Namun, yang menarik, adakah Salsa berani menyentuh nama Jokowi? Sebab justru Jokowi-lah yang dianggap biang kerusakan mental pejabat publik dan simbol degradasi moral kepemimpinan bangsa lintas sektor. Faktanya, Jokowi kini malah tampil sebagai pelapor di Polda Metro Jaya, merasa terhina karena dituding publik menggunakan ijazah palsu. Pertanyaan krusialnya: apakah pengguna ijazah palsu masih pantas menjadi penyelenggara negara? Atau hal ini sudah dianggap lumrah di republik yang kerap menjungkirbalikkan logika?
Dalam pancaroba politik saat ini, skenario klasik terus dimainkan: bagaimana kekuasaan dipertahankan, bagaimana diri, keluarga, dan harta diselamatkan dari amuk massa, dan bagaimana posisi ekonomi bisa dinegosiasikan saat kekuasaan berpindah dari penguasa lama ke penguasa baru. Pemilu presiden maupun legislatif hanya menjadi rutinitas lima tahunan: pesta mahal yang disuguhkan untuk rakyat, namun sejatinya hanya ritual ular berganti kulit—drama dengan topeng “kejujuran”.
Sementara itu, rakyat kecil—ASN, pensiunan, wiraswasta jujur—tetap hidup pas-pasan. Yang miskin akan tetap miskin, sementara para bajingan justru kian banyak jumlahnya. Mereka bereuni di panggung politik, berbagi panggung dan kekuasaan dengan dalih gotong royong, asalkan kepentingan bersama tetap aman.
Pada akhirnya, Salsa Erwina mungkin hanya akan berumur pendek di panggung politik.
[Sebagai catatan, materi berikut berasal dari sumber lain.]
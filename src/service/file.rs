use std::fs::{self, File};
use std::io::{self, BufWriter, Read, Write};
use std::path::{Path, PathBuf};
use log::debug;
use crate::error::ConversionError;
use crate::models::file::{FileCollectInput, FileCollectOutput, FilterSpec};
use crate::service::traits::i_service::FileServiceTrait;

/// File 服務，負責批次模式的檔案挑選並實現 FileServiceTrait
pub struct FileService;

impl FileService {
    pub fn new() -> Self {
        FileService
    }
}

impl Default for FileService {
    fn default() -> Self {
        Self::new()
    }
}

impl FileServiceTrait for FileService {
    fn select_batch_inputs(&self, input: FileCollectInput) -> Result<FileCollectOutput, ConversionError> {
        let files = collect_files(&input.directory, &input.filters)?;
        let total_size = files
            .iter()
            .filter_map(|path| fs::metadata(path).ok())
            .map(|meta| meta.len() as usize)
            .sum();
        Ok(FileCollectOutput { files, total_size })
    }
}

pub fn read_file_content(file_path: &Path) -> io::Result<(Vec<u8>, usize)> {
    let mut file = File::open(file_path)?;
    let mut buffer = Vec::new();
    file.read_to_end(&mut buffer)?;
    let file_size = buffer.len();
    Ok((buffer, file_size))
}

pub fn write_file_content(file_path: &Path, data: &[u8]) -> io::Result<()> {
    let file = File::create(file_path)?;
    let mut writer = BufWriter::new(file);
    writer.write_all(data)?;
    writer.flush()?;
    Ok(())
}

/// 目錄中直接的一般檔案，且檔名符合任一過濾模式；結果依檔名排序
pub fn collect_files(directory: &Path, filters: &FilterSpec) -> Result<Vec<PathBuf>, ConversionError> {
    if !directory.is_dir() {
        return Err(ConversionError::NotFound {
            path: directory.to_path_buf(),
        });
    }

    let entries = fs::read_dir(directory).map_err(|e| ConversionError::failure(directory, e))?;
    let mut files = Vec::new();
    for entry in entries {
        let entry = entry.map_err(|e| ConversionError::failure(directory, e))?;
        let path = entry.path();
        if !path.is_file() {
            continue;
        }
        let file_name = entry.file_name();
        if filters.is_match(&file_name.to_string_lossy()) {
            files.push(path);
        } else {
            debug!("略過不符合過濾條件的檔案：{}", path.display());
        }
    }
    files.sort_by(|a, b| a.file_name().cmp(&b.file_name()));
    Ok(files)
}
Ia akan menjadi fenomena semusim, muncul sebentar untuk “menelan korban” sesuai pesanan. Sementara itu, driver ojol yang lugu tetap mengayuh roda kehidupan: mengantar paket di bawah terik matahari atau hujan, kadang kena denda karena paket hilang, sementara para elit politik tetap bersembunyi di balik kemewahan.
Musim akan berganti, dan berita akan kembali dipenuhi dengan munculnya “salsa-salsa” lain. Pertanyaannya, apakah ada yang benar-benar berani menyentuh inti masalah bangsa ini: Jokowi sebagai sumber kerusakan moralitas politik?